» Work request:
Copy out the complete listing, word for word.

>>>>>

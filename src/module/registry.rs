//! Module registry
//!
//! Tracks live modules grouped by kind. Single source of truth for who
//! to notify during application fan-out.

use std::collections::HashMap;
use std::sync::Arc;

use super::kind::ModuleKind;
use super::traits::Module;

/// Reference identity for trait-object module handles
pub(crate) fn same_module(a: &Arc<dyn Module>, b: &Arc<dyn Module>) -> bool {
    std::ptr::addr_eq(Arc::as_ptr(a), Arc::as_ptr(b))
}

/// Registry of live modules
///
/// Keeps a flat insertion-ordered list for deterministic iteration and
/// a per-kind grouping for fan-out. A module appears at most once.
#[derive(Default)]
pub struct ModuleRegistry {
    /// All modules in registration order
    list: Vec<Arc<dyn Module>>,

    /// Per-kind grouping, registration order preserved within each kind
    by_kind: HashMap<ModuleKind, Vec<Arc<dyn Module>>>,
}

impl ModuleRegistry {
    /// Create an empty registry
    pub fn new() -> Self {
        Self::default()
    }

    /// Register a module
    ///
    /// Returns false if the same instance is already registered (under
    /// any kind) or the module does not declare a kind.
    pub fn register(&mut self, module: Arc<dyn Module>) -> bool {
        let kind = module.kind();

        if kind == ModuleKind::Unknown {
            tracing::warn!(kind = %kind, "Rejecting module without a declared kind");
            return false;
        }

        if self.contains(&module) {
            tracing::warn!(kind = %kind, "Module already registered");
            return false;
        }

        self.list.push(Arc::clone(&module));
        self.by_kind.entry(kind).or_default().push(module);

        tracing::info!(kind = %kind, total = self.list.len(), "Module registered");
        true
    }

    /// Unregister a module
    ///
    /// Returns false if the module was never registered.
    pub fn unregister(&mut self, module: &Arc<dyn Module>) -> bool {
        let Some(pos) = self.list.iter().position(|m| same_module(m, module)) else {
            return false;
        };

        let removed = self.list.remove(pos);
        let kind = removed.kind();

        if let Some(group) = self.by_kind.get_mut(&kind) {
            group.retain(|m| !same_module(m, module));
        }

        tracing::info!(kind = %kind, total = self.list.len(), "Module unregistered");
        true
    }

    /// Whether this exact instance is registered
    pub fn contains(&self, module: &Arc<dyn Module>) -> bool {
        self.list.iter().any(|m| same_module(m, module))
    }

    /// Modules of one kind, in registration order
    pub fn modules_of_kind(&self, kind: ModuleKind) -> &[Arc<dyn Module>] {
        match self.by_kind.get(&kind) {
            Some(group) => group.as_slice(),
            None => &[],
        }
    }

    /// Fan-out order for application creation
    ///
    /// MediaRouter first, then providers, transcoders, publishers;
    /// registration order within each kind. Downstream modules may
    /// subscribe to the router during their own create, so the router
    /// must exist before anything else sees the application.
    pub fn create_order(&self) -> Vec<Arc<dyn Module>> {
        const ORDER: [ModuleKind; 4] = [
            ModuleKind::MediaRouter,
            ModuleKind::Provider,
            ModuleKind::Transcoder,
            ModuleKind::Publisher,
        ];

        ORDER
            .iter()
            .flat_map(|kind| self.modules_of_kind(*kind))
            .cloned()
            .collect()
    }

    /// Fan-out order for application deletion: the exact reverse of
    /// [`ModuleRegistry::create_order`]
    pub fn delete_order(&self) -> Vec<Arc<dyn Module>> {
        let mut order = self.create_order();
        order.reverse();
        order
    }

    /// Number of registered modules
    pub fn len(&self) -> usize {
        self.list.len()
    }

    /// Whether the registry is empty
    pub fn is_empty(&self) -> bool {
        self.list.is_empty()
    }
}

<<<<<

» Answer space:
filename src/module/registry.rs
//! Module registry
//!
//! Tracks live modules grouped by kind. Single source of truth for who
//! to notify during application fan-out.

use std::collections::HashMap;
use std::sync::Arc;

use super::kind::ModuleKind;
use super::traits::Module;

/// Reference identity for trait-object module handles
pub(crate) fn same_module(a: &Arc<dyn Module>, b: &Arc<dyn Module>) -> bool {
    std::ptr::addr_eq(Arc::as_ptr(a), Arc::as_ptr(b))
}

/// Registry of live modules
///
/// Keeps a flat insertion-ordered list for deterministic iteration and
/// a per-kind grouping for fan-out. A module appears at most once.
#[derive(Default)]
pub struct ModuleRegistry {
    /// All modules in registration order
    list: Vec<Arc<dyn Module>>,

    /// Per-kind grouping, registration order preserved within each kind
    by_kind: HashMap<ModuleKind, Vec<Arc<dyn Module>>>,
}

impl ModuleRegistry {
    /// Create an empty registry
    pub fn new() -> Self {
        Self::default()
    }

    /// Register a module
    ///
    /// Returns false if the same instance is already registered (under
    /// any kind) or the module does not declare a kind.
    pub fn register(&mut self, module: Arc<dyn Module>) -> bool {
        let kind = module.kind();

        if kind == ModuleKind::Unknown {
            tracing::warn!(kind = %kind, "Rejecting module without a declared kind");
            return false;
        }

        if self.contains(&module) {
            tracing::warn!(kind = %kind, "Module already registered");
            return false;
        }

        self.list.push(Arc::clone(&module));
        self.by_kind.entry(kind).or_default().push(module);

        tracing::info!(kind = %kind, total = self.list.len(), "Module registered");
        true
    }

    /// Unregister a module
    ///
    /// Returns false if the module was never registered.
    pub fn unregister(&mut self, module: &Arc<dyn Module>) -> bool {
        let Some(pos) = self.list.iter().position(|m| same_module(m, module)) else {
            return false;
        };

        let removed = self.list.remove(pos);
        let kind = removed.kind();

        if let Some(group) = self.by_kind.get_mut(&kind) {
            group.retain(|m| !same_module(m, module));
        }

        tracing::info!(kind = %kind, total = self.list.len(), "Module unregistered");
        true
    }

    /// Whether this exact instance is registered
    pub fn contains(&self, module: &Arc<dyn Module>) -> bool {
        self.list.iter().any(|m| same_module(m, module))
    }

    /// Modules of one kind, in registration order
    pub fn modules_of_kind(&self, kind: ModuleKind) -> &[Arc<dyn Module>] {
        match self.by_kind.get(&kind) {
            Some(group) => group.as_slice(),
            None => &[],
        }
    }

    /// Fan-out order for application creation
    ///
    /// MediaRouter first, then providers, transcoders, publishers;
    /// registration order within each kind. Downstream modules may
    /// subscribe to the router during their own create, so the router
    /// must exist before anything else sees the application.
    pub fn create_order(&self) -> Vec<Arc<dyn Module>> {
        const ORDER: [ModuleKind; 4] = [
            ModuleKind::MediaRouter,
            ModuleKind::Provider,
            ModuleKind::Transcoder,
            ModuleKind::Publisher,
        ];

        ORDER
            .iter()
            .flat_map(|kind| self.modules_of_kind(*kind))
            .cloned()
            .collect()
    }

    /// Fan-out order for application deletion: the exact reverse of
    /// [`ModuleRegistry::create_order`]
    pub fn delete_order(&self) -> Vec<Arc<dyn Module>> {
        let mut order = self.create_order();
        order.reverse();
        order
    }

    /// Number of registered modules
    pub fn len(&self) -> usize {
        self.list.len()
    }

    /// Whether the registry is empty
    pub fn is_empty(&self) -> bool {
        self.list.is_empty()
    }
}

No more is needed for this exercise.